**EXERCISE GOAL**
Reproduce the listing below without any change.

====

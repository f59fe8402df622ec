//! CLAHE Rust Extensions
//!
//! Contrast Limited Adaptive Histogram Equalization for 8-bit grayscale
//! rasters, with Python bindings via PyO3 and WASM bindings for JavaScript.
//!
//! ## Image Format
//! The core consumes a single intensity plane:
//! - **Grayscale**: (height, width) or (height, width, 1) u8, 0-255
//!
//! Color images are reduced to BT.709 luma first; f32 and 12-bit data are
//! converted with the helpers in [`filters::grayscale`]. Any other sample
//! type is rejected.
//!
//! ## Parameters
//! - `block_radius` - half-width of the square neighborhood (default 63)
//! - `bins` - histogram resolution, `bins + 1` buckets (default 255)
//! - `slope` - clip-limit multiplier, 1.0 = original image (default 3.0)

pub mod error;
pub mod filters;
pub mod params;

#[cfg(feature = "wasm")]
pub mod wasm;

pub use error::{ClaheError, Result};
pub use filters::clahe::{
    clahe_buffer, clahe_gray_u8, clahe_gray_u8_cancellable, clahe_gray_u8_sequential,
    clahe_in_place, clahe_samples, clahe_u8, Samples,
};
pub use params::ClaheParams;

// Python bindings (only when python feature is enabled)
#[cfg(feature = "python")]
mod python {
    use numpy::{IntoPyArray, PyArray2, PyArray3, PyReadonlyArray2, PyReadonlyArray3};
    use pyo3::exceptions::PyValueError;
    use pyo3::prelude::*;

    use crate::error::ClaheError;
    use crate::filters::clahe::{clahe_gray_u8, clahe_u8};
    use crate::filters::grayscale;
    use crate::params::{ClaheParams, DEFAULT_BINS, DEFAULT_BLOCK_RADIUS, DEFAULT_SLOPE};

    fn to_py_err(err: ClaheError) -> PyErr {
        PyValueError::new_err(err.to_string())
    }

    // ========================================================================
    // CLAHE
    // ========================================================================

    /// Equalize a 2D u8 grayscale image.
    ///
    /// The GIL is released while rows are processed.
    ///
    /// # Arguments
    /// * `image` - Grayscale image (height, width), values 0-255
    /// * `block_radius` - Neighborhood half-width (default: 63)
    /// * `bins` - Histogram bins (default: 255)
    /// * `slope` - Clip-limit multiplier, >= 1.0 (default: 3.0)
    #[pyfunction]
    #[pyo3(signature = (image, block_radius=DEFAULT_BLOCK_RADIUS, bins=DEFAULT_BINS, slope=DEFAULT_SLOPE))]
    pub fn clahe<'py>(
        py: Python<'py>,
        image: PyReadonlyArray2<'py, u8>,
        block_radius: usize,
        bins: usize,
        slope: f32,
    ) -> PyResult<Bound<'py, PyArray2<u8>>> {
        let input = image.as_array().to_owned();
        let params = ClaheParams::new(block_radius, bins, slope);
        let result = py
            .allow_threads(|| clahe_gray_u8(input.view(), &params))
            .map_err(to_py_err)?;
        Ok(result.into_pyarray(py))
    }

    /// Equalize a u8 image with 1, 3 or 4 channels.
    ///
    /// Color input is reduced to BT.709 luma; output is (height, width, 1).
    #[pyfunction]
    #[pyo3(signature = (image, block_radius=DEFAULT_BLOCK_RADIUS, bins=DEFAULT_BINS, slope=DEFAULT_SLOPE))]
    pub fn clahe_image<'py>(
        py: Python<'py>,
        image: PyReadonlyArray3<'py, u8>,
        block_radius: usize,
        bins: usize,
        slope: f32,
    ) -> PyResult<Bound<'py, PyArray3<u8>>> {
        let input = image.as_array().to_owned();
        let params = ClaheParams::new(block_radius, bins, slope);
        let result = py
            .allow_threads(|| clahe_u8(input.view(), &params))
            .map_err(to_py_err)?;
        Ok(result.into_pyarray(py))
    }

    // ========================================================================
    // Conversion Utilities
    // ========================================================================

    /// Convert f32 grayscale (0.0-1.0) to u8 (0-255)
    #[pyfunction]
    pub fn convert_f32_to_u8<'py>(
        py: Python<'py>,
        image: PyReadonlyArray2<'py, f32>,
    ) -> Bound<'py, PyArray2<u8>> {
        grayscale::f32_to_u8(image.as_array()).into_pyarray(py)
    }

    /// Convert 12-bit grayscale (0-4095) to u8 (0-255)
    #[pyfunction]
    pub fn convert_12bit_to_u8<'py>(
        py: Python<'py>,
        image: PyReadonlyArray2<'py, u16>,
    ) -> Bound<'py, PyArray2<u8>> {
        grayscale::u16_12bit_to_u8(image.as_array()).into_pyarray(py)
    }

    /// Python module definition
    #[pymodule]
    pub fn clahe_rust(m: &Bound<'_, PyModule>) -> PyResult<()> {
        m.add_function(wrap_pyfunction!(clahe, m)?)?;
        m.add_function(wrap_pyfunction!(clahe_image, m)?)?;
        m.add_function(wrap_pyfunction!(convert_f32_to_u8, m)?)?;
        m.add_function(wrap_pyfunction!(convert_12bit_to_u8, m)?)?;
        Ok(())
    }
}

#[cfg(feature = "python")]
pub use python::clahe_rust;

====

**ANSWER SPACE**
repository f59fe8402df622ec
//! CLAHE Rust Extensions
//!
//! Contrast Limited Adaptive Histogram Equalization for 8-bit grayscale
//! rasters, with Python bindings via PyO3 and WASM bindings for JavaScript.
//!
//! ## Image Format
//! The core consumes a single intensity plane:
//! - **Grayscale**: (height, width) or (height, width, 1) u8, 0-255
//!
//! Color images are reduced to BT.709 luma first; f32 and 12-bit data are
//! converted with the helpers in [`filters::grayscale`]. Any other sample
//! type is rejected.
//!
//! ## Parameters
//! - `block_radius` - half-width of the square neighborhood (default 63)
//! - `bins` - histogram resolution, `bins + 1` buckets (default 255)
//! - `slope` - clip-limit multiplier, 1.0 = original image (default 3.0)

pub mod error;
pub mod filters;
pub mod params;

#[cfg(feature = "wasm")]
pub mod wasm;

pub use error::{ClaheError, Result};
pub use filters::clahe::{
    clahe_buffer, clahe_gray_u8, clahe_gray_u8_cancellable, clahe_gray_u8_sequential,
    clahe_in_place, clahe_samples, clahe_u8, Samples,
};
pub use params::ClaheParams;

// Python bindings (only when python feature is enabled)
#[cfg(feature = "python")]
mod python {
    use numpy::{IntoPyArray, PyArray2, PyArray3, PyReadonlyArray2, PyReadonlyArray3};
    use pyo3::exceptions::PyValueError;
    use pyo3::prelude::*;

    use crate::error::ClaheError;
    use crate::filters::clahe::{clahe_gray_u8, clahe_u8};
    use crate::filters::grayscale;
    use crate::params::{ClaheParams, DEFAULT_BINS, DEFAULT_BLOCK_RADIUS, DEFAULT_SLOPE};

    fn to_py_err(err: ClaheError) -> PyErr {
        PyValueError::new_err(err.to_string())
    }

    // ========================================================================
    // CLAHE
    // ========================================================================

    /// Equalize a 2D u8 grayscale image.
    ///
    /// The GIL is released while rows are processed.
    ///
    /// # Arguments
    /// * `image` - Grayscale image (height, width), values 0-255
    /// * `block_radius` - Neighborhood half-width (default: 63)
    /// * `bins` - Histogram bins (default: 255)
    /// * `slope` - Clip-limit multiplier, >= 1.0 (default: 3.0)
    #[pyfunction]
    #[pyo3(signature = (image, block_radius=DEFAULT_BLOCK_RADIUS, bins=DEFAULT_BINS, slope=DEFAULT_SLOPE))]
    pub fn clahe<'py>(
        py: Python<'py>,
        image: PyReadonlyArray2<'py, u8>,
        block_radius: usize,
        bins: usize,
        slope: f32,
    ) -> PyResult<Bound<'py, PyArray2<u8>>> {
        let input = image.as_array().to_owned();
        let params = ClaheParams::new(block_radius, bins, slope);
        let result = py
            .allow_threads(|| clahe_gray_u8(input.view(), &params))
            .map_err(to_py_err)?;
        Ok(result.into_pyarray(py))
    }

    /// Equalize a u8 image with 1, 3 or 4 channels.
    ///
    /// Color input is reduced to BT.709 luma; output is (height, width, 1).
    #[pyfunction]
    #[pyo3(signature = (image, block_radius=DEFAULT_BLOCK_RADIUS, bins=DEFAULT_BINS, slope=DEFAULT_SLOPE))]
    pub fn clahe_image<'py>(
        py: Python<'py>,
        image: PyReadonlyArray3<'py, u8>,
        block_radius: usize,
        bins: usize,
        slope: f32,
    ) -> PyResult<Bound<'py, PyArray3<u8>>> {
        let input = image.as_array().to_owned();
        let params = ClaheParams::new(block_radius, bins, slope);
        let result = py
            .allow_threads(|| clahe_u8(input.view(), &params))
            .map_err(to_py_err)?;
        Ok(result.into_pyarray(py))
    }

    // ========================================================================
    // Conversion Utilities
    // ========================================================================

    /// Convert f32 grayscale (0.0-1.0) to u8 (0-255)
    #[pyfunction]
    pub fn convert_f32_to_u8<'py>(
        py: Python<'py>,
        image: PyReadonlyArray2<'py, f32>,
    ) -> Bound<'py, PyArray2<u8>> {
        grayscale::f32_to_u8(image.as_array()).into_pyarray(py)
    }

    /// Convert 12-bit grayscale (0-4095) to u8 (0-255)
    #[pyfunction]
    pub fn convert_12bit_to_u8<'py>(
        py: Python<'py>,
        image: PyReadonlyArray2<'py, u16>,
    ) -> Bound<'py, PyArray2<u8>> {
        grayscale::u16_12bit_to_u8(image.as_array()).into_pyarray(py)
    }

    /// Python module definition
    #[pymodule]
    pub fn clahe_rust(m: &Bound<'_, PyModule>) -> PyResult<()> {
        m.add_function(wrap_pyfunction!(clahe, m)?)?;
        m.add_function(wrap_pyfunction!(clahe_image, m)?)?;
        m.add_function(wrap_pyfunction!(convert_f32_to_u8, m)?)?;
        m.add_function(wrap_pyfunction!(convert_12bit_to_u8, m)?)?;
        Ok(())
    }
}

#[cfg(feature = "python")]
pub use python::clahe_rust;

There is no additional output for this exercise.